The unresolved AI copyright issue continues to simmer, drawing the next class action lawsuit. This time, Bloomberg and Eleuther AI are involved.
Mike Huckabee, former governor of Arkansas, and bestselling author Lysa TerKeurst are among the authors who have filed suit against Meta, Microsoft, and Bloomberg. They accuse the companies of using their work to train AI without their consent and illegally extracting "an enormous amount of value."
Books3 dataset alleged to contain pirated books
The new lawsuit centers on the "Books3" data set. The plaintiffs claim that it contains hundreds of thousands of illegally copied books. They were allegedly used by the named companies to train their large language models.
Microsoft and Meta have not yet commented on the new lawsuit. A Bloomberg spokesperson says that Books3 was not used to train the commercial version of BloombergGPT, only the research model.
Also named in the suit is EleutherAI, an AI research organization that included the Books3 dataset in its large AI training dataset, The Pile. The Books dataset, according to the complaint, contains approximately 183,000 books published over the past 20 years and represents 12 percent of the entire The Pile dataset.
"While using books as part of datasets is not inherently problematic, using pirated (or stolen) books does not fairly compensate authors and publishers for their work," the plaintiffs claim.
In their lawsuit, the authors seek unspecified damages and an injunction to stop the misuse of their works. The authors' lawyer accuses the companies of developing large language models "by all means necessary—including theft of our authors' books."
One of many author lawsuits
Earlier, the Authors Guild announced that 17 prominent authors, including John Grisham, George R.R. Martin, and Jodi Picoult, have sued OpenAI for copyright infringement. A group of authors led by Pulitzer Prize winner Michael Chabon has filed suit against Meta and OpenAI in a federal court in San Francisco with nearly identical allegations.
The authors accuse OpenAI of using copyrighted books without permission to train AI, specifically as part of the Books dataset.
Even if these allegations are true, the question remains whether this use can be considered "fair use." The litigation could drag on for years, as leading AI companies continue to train large AI models and potentially learn from mistakes in selecting licensed training data for future models.
With the situation so unclear, Microsoft and Google have begun to offer a form of legal protection to customers of their generative AI products. Provided their systems are used as intended, the companies intend to cover the legal costs of copyright claims against customers.
Star author Stephen King is fine with his books being put into AI systems
Horror author Stephen King said he is not currently concerned about AI-generated writing, addressing worries about AI creativity and copyright infringement.

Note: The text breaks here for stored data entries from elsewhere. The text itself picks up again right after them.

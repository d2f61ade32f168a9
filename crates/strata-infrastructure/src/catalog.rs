//! In-memory type catalog
//!
//! Hosts that describe their types explicitly (manifests, tests, generated
//! code) hand the engine an [`InMemoryTypeCatalog`].

use std::collections::HashMap;
use std::sync::Arc;

use strata_domain::ports::{TypeCatalog, TypeDescriptor};
use strata_domain::value_objects::TypeName;

/// Type catalog backed by a vector and a name index
///
/// Insertion order is the enumeration order. Adding a descriptor for a name
/// already present replaces it in place.
#[derive(Debug, Clone, Default)]
pub struct InMemoryTypeCatalog {
    types: Vec<Arc<TypeDescriptor>>,
    index: HashMap<TypeName, usize>,
}

impl InMemoryTypeCatalog {
    /// Create an empty catalog
    pub fn new() -> Self {
        Self::default()
    }

    /// Builder-style [`add`](Self::add)
    pub fn with_type(mut self, descriptor: TypeDescriptor) -> Self {
        self.add(descriptor);
        self
    }

    /// Add or replace a descriptor
    pub fn add(&mut self, descriptor: TypeDescriptor) {
        let descriptor = Arc::new(descriptor);
        match self.index.get(&descriptor.name) {
            Some(&position) => self.types[position] = descriptor,
            None => {
                self.index.insert(descriptor.name.clone(), self.types.len());
                self.types.push(descriptor);
            }
        }
    }

    /// Number of described definitions
    pub fn len(&self) -> usize {
        self.types.len()
    }

    /// Whether nothing is described
    pub fn is_empty(&self) -> bool {
        self.types.is_empty()
    }
}

impl FromIterator<TypeDescriptor> for InMemoryTypeCatalog {
    fn from_iter<I: IntoIterator<Item = TypeDescriptor>>(iter: I) -> Self {
        let mut catalog = Self::new();
        for descriptor in iter {
            catalog.add(descriptor);
        }
        catalog
    }
}

impl TypeCatalog for InMemoryTypeCatalog {
    fn all_known_types(&self) -> Vec<Arc<TypeDescriptor>> {
        self.types.clone()
    }

    fn describe(&self, name: &TypeName) -> Option<Arc<TypeDescriptor>> {
        self.index.get(name).map(|&i| Arc::clone(&self.types[i]))
    }
}
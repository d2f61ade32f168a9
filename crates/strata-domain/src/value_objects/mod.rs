//! Value objects
//!
//! Immutable data flowing through the engine.

pub mod entry;
pub mod graph;
pub mod registration;
pub mod types;

pub use entry::RegistrationEntry;
pub use graph::{DiagnosticKind, EntriesByService, GraphDiagnostic, RegistrationGraph};
pub use registration::{
    AggregationMode, AliasFallbackPolicy, DuplicatePolicy, Lifetime, RegistrationRecord,
    RegistrationRecordBuilder, ServiceKey,
};
pub use types::{TypeName, TypeRef};
//! End-to-end composition tests

mod generics_test;
//! Infrastructure layer constants
//!
//! Contains constants that are part of the infrastructure implementation.
//! Domain-specific constants are defined in `strata_domain::constants`.

// ============================================================================
// CONFIGURATION CONSTANTS
// ============================================================================

/// Default configuration file name
pub const DEFAULT_CONFIG_FILENAME: &str = "strata.toml";

/// Default configuration directory name
pub const DEFAULT_CONFIG_DIR: &str = "strata";

/// Environment variable prefix for configuration
pub const CONFIG_ENV_PREFIX: &str = "STRATA";

/// Separator between nested keys in environment variable names
pub const CONFIG_ENV_SEPARATOR: &str = "__";

// ============================================================================
// LOGGING CONSTANTS
// ============================================================================

/// Default log level
pub const DEFAULT_LOG_LEVEL: &str = "info";

/// Environment variable overriding the log filter
pub const LOG_FILTER_ENV: &str = "STRATA_LOG";

/// Log file rotation size in bytes (10MB)
pub const LOG_ROTATION_SIZE: u64 = 10 * 1024 * 1024;

/// Maximum number of rotated log files to keep
pub const LOG_MAX_FILES: usize = 5;

// ============================================================================
// CONTAINER CONSTANTS
// ============================================================================

/// Adapter name reported in errors
pub const IN_MEMORY_ADAPTER_NAME: &str = "in-memory";

/// Scope identifier of the root provider; singletons are cached under it
pub const ROOT_SCOPE_ID: u64 = 0;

King believes that AI-generated texts are currently no better than the sum of their training materials and that machines have not been able to produce genuine creative moments because they lack the emotional capacity to do so. But that could change, King says.
Still, he would rather not remove his books from AI training datasets. That would be like a worker trying to stop industrial progress by destroying a mechanical loom, King writes.